On Friday, 3 August 2012 at 22:47:52 UTC, David Nadlinger wrote:
> On Friday, 3 August 2012 at 22:23:23 UTC, Era Scarecrow wrote:
>> Seems like an ugly hack though (to get this done). Why not 
>> have another method of fullpathStringof or something similar? 
>> Then again if this is one of the few cases that could benefit 
>> from it, then maybe we should make it ugly so no one else will 
>> use it.
>
> This can't work in general. What should such a function return? 
> The fully qualified name, I.e. including packages and modules? 
> What is if the referred to entity is a nested function/local 
> variable? What is if it is defined in a module which is not 
> imported in the place where the string is mixed in?

  I would think, the exact 'text' of the way the variable was 
called, in my example it would be "inum.i", and since it would be 
at the local level (where the mixin was called) it should have 
access to everything that it did at that time.


On Friday, 3 August 2012 at 22:50:54 UTC, David Nadlinger wrote:
> No, it shouldn't be.

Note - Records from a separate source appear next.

//! Same-day revenue consolidation
//!
//! Pickups do not hit the ledger directly. Their revenue is accumulated
//! per (route, leg) during the day and posted as one transaction per
//! bucket at the day boundary.

use crate::models::flight::Leg;
use serde::{Deserialize, Serialize};
use std::collections::{BTreeMap, BTreeSet};

/// Revenue accumulated for one route leg during the current day
#[derive(Debug, Clone, PartialEq, Serialize, Deserialize)]
pub struct RevenueBucket {
    pub route_id: String,
    pub route_code: String,
    pub leg: Leg,
    pub revenue: i64,
    pub passengers: u64,
    pub flights: u32,
    pub vehicles: BTreeSet<String>,
}

impl RevenueBucket {
    /// Ledger description, e.g. `JFK-LAX outbound: 2 vehicles, 5 flights, 812 passengers`
    pub fn summary(&self) -> String {
        format!(
            "{} {}: {} vehicle{}, {} flight{}, {} passengers",
            self.route_code,
            self.leg.as_str(),
            self.vehicles.len(),
            if self.vehicles.len() == 1 { "" } else { "s" },
            self.flights,
            if self.flights == 1 { "" } else { "s" },
            self.passengers,
        )
    }
}

/// Buckets keyed by `route_id|leg`
#[derive(Debug, Clone, Default, PartialEq, Serialize, Deserialize)]
pub struct RevenueBuffer {
    buckets: BTreeMap<String, RevenueBucket>,
}

impl RevenueBuffer {
    pub fn new() -> Self {
        Self::default()
    }

    pub fn is_empty(&self) -> bool {
        self.buckets.is_empty()
    }

    pub fn len(&self) -> usize {
        self.buckets.len()
    }

    pub fn buckets(&self) -> impl Iterator<Item = &RevenueBucket> {
        self.buckets.values()
    }

    /// Pending (not yet posted) revenue across all buckets
    pub fn pending_revenue(&self) -> i64 {
        self.buckets.values().map(|b| b.revenue).sum()
    }

    /// Fold one pickup into its bucket
    ///
    /// Legs that board nobody still count as flights; buckets without
    /// revenue are skipped when the day is posted.
    pub fn add(
        &mut self,
        route_id: &str,
        route_code: &str,
        leg: Leg,
        vehicle_id: &str,
        passengers: u32,
        revenue: i64,
    ) {
        let bucket = self
            .buckets
            .entry(format!("{}|{}", route_id, leg.as_str()))
            .or_insert_with(|| RevenueBucket {
                route_id: route_id.to_string(),
                route_code: route_code.to_string(),
                leg,
                revenue: 0,
                passengers: 0,
                flights: 0,
                vehicles: BTreeSet::new(),
            });
        bucket.revenue += revenue;
        bucket.passengers += passengers as u64;
        bucket.flights += 1;
        bucket.vehicles.insert(vehicle_id.to_string());
    }

    /// Remove and return every bucket in key order
    pub fn drain(&mut self) -> Vec<RevenueBucket> {
        std::mem::take(&mut self.buckets).into_values().collect()
    }
}

#[cfg(test)]
mod tests {
    use super::*;

    #[test]
    fn test_buckets_split_by_leg() {
        let mut buffer = RevenueBuffer::new();
        buffer.add("route_0001", "JFK-LAX", Leg::Outbound, "V1", 100, 10_000);
        buffer.add("route_0001", "JFK-LAX", Leg::Outbound, "V2", 50, 5_000);
        buffer.add("route_0001", "JFK-LAX", Leg::Return, "V1", 80, 8_000);
        assert_eq!(buffer.len(), 2);
        assert_eq!(buffer.pending_revenue(), 23_000);

        let drained = buffer.drain();
        assert!(buffer.is_empty());
        assert_eq!(drained[0].leg, Leg::Outbound);
        assert_eq!(
            drained[0].summary(),
            "JFK-LAX outbound: 2 vehicles, 2 flights, 150 passengers"
        );
        assert_eq!(
            drained[1].summary(),
            "JFK-LAX return: 1 vehicle, 1 flight, 80 passengers"
        );
    }

    #[test]
    fn test_empty_legs_still_count_as_flights() {
        let mut buffer = RevenueBuffer::new();
        buffer.add("route_0001", "JFK-LAX", Leg::Return, "V1", 80, 8_000);
        buffer.add("route_0001", "JFK-LAX", Leg::Return, "V2", 0, 0);
        buffer.add("route_0002", "LAX-SFO", Leg::Outbound, "V3", 0, 0);

        assert_eq!(buffer.len(), 2);
        assert_eq!(buffer.pending_revenue(), 8_000);

        let drained = buffer.drain();
        assert_eq!(
            drained[0].summary(),
            "JFK-LAX return: 2 vehicles, 2 flights, 80 passengers"
        );
        assert_eq!(drained[1].revenue, 0);
        assert_eq!(drained[1].flights, 1);
    }
}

There are almost no legit use cases for 
> it, and having it in the library encourages abuse of string 
> mixins/stringof in cases like this one.

  Then doesn't it seem like we're missing a potentially important 
piece of the puzzle for mixins and templates? very likely my 
modified template will include you including the same variable 
twice, but if someone gets lazy then it may not work.


  True I can add asserts as part of the output code, but as 
mentioned hopefully the constraints could do that work, plus 
adding extra checks as part of a mixin seems a little...  
excessive, dirty and ugly.

  Let's assume we use 'localStringof' or 'callingStringof' and 
that it returns the string of how the variable is 
called/referenced; Give me some examples how it would be abused 
or used wrongly? Aliased variables are pretty much perfect 
forwarded in templates (Unless my understanding is off) so they 
would carry that information forward.